Please copy each line from the entries that contains the string "struct".

*** Opening of RECORDS PROVIDED ***

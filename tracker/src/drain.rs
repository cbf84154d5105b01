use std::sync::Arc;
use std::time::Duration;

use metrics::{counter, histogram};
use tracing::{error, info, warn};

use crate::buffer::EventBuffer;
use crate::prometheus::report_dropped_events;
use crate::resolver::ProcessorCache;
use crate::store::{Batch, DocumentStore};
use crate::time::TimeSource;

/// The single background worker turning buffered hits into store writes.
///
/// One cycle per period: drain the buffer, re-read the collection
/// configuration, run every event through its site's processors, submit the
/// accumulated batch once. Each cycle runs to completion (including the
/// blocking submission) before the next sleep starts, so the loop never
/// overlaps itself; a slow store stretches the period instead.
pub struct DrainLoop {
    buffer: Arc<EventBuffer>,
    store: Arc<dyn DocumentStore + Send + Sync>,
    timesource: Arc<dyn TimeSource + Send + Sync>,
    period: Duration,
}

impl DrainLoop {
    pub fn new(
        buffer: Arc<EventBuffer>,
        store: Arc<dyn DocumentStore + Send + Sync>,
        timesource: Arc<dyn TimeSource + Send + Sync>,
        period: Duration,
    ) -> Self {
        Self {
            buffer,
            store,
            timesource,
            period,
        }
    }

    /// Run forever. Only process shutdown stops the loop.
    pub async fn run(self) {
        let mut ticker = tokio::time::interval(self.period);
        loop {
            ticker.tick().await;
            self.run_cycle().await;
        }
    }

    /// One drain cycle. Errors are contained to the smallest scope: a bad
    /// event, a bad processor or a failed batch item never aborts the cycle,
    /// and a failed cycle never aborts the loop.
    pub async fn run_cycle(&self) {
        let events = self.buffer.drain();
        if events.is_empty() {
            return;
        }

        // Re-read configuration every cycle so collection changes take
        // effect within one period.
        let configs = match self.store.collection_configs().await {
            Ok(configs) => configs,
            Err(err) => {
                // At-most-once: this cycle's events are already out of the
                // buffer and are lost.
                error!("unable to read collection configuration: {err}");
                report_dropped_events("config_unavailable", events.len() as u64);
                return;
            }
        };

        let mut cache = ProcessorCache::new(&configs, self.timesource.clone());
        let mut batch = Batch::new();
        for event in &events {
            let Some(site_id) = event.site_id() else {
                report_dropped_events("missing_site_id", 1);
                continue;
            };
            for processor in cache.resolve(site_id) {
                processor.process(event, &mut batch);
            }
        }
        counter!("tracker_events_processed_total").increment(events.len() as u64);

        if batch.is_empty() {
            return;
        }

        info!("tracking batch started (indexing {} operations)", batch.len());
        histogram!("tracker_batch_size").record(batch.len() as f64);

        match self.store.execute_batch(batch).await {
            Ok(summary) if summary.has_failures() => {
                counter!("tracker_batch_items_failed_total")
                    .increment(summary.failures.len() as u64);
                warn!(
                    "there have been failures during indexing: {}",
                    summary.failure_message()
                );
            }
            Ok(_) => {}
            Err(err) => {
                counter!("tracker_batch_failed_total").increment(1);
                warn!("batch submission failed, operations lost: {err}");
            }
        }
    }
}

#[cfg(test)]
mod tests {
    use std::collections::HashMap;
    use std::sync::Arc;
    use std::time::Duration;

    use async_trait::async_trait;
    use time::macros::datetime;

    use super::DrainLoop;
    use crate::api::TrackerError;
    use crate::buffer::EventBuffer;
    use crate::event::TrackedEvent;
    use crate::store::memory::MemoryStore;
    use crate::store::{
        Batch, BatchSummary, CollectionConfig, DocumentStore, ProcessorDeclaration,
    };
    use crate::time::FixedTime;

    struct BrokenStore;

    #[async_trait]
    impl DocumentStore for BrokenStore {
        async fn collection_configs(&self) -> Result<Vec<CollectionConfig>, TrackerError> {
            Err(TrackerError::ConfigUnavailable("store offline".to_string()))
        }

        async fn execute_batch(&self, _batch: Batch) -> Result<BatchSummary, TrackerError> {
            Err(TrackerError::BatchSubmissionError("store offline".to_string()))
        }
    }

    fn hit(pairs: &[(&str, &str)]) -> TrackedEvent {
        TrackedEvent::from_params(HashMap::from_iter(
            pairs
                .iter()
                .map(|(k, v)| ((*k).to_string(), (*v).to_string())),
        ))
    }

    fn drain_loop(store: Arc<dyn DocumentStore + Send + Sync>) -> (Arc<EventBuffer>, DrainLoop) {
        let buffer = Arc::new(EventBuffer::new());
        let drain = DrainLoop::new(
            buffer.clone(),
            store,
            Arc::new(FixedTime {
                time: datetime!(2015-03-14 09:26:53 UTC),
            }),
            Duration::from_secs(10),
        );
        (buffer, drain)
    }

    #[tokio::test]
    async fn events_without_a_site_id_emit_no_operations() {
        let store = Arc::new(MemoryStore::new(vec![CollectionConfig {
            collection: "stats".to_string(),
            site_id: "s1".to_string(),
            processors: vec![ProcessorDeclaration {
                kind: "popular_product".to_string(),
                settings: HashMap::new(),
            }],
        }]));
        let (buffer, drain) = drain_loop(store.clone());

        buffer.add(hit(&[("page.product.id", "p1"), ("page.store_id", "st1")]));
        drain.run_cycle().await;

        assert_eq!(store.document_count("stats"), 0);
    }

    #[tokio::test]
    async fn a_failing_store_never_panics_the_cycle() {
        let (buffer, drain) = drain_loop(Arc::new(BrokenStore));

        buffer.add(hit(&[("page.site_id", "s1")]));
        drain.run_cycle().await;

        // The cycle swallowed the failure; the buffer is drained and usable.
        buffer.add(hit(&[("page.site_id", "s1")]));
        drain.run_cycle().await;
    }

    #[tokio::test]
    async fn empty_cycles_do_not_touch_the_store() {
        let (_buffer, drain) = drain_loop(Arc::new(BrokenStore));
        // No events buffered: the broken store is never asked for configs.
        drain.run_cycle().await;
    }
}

*** Close of RECORDS PROVIDED ***

REPLY TO THE EXERCISE:
pub struct DrainLoop {
    struct BrokenStore;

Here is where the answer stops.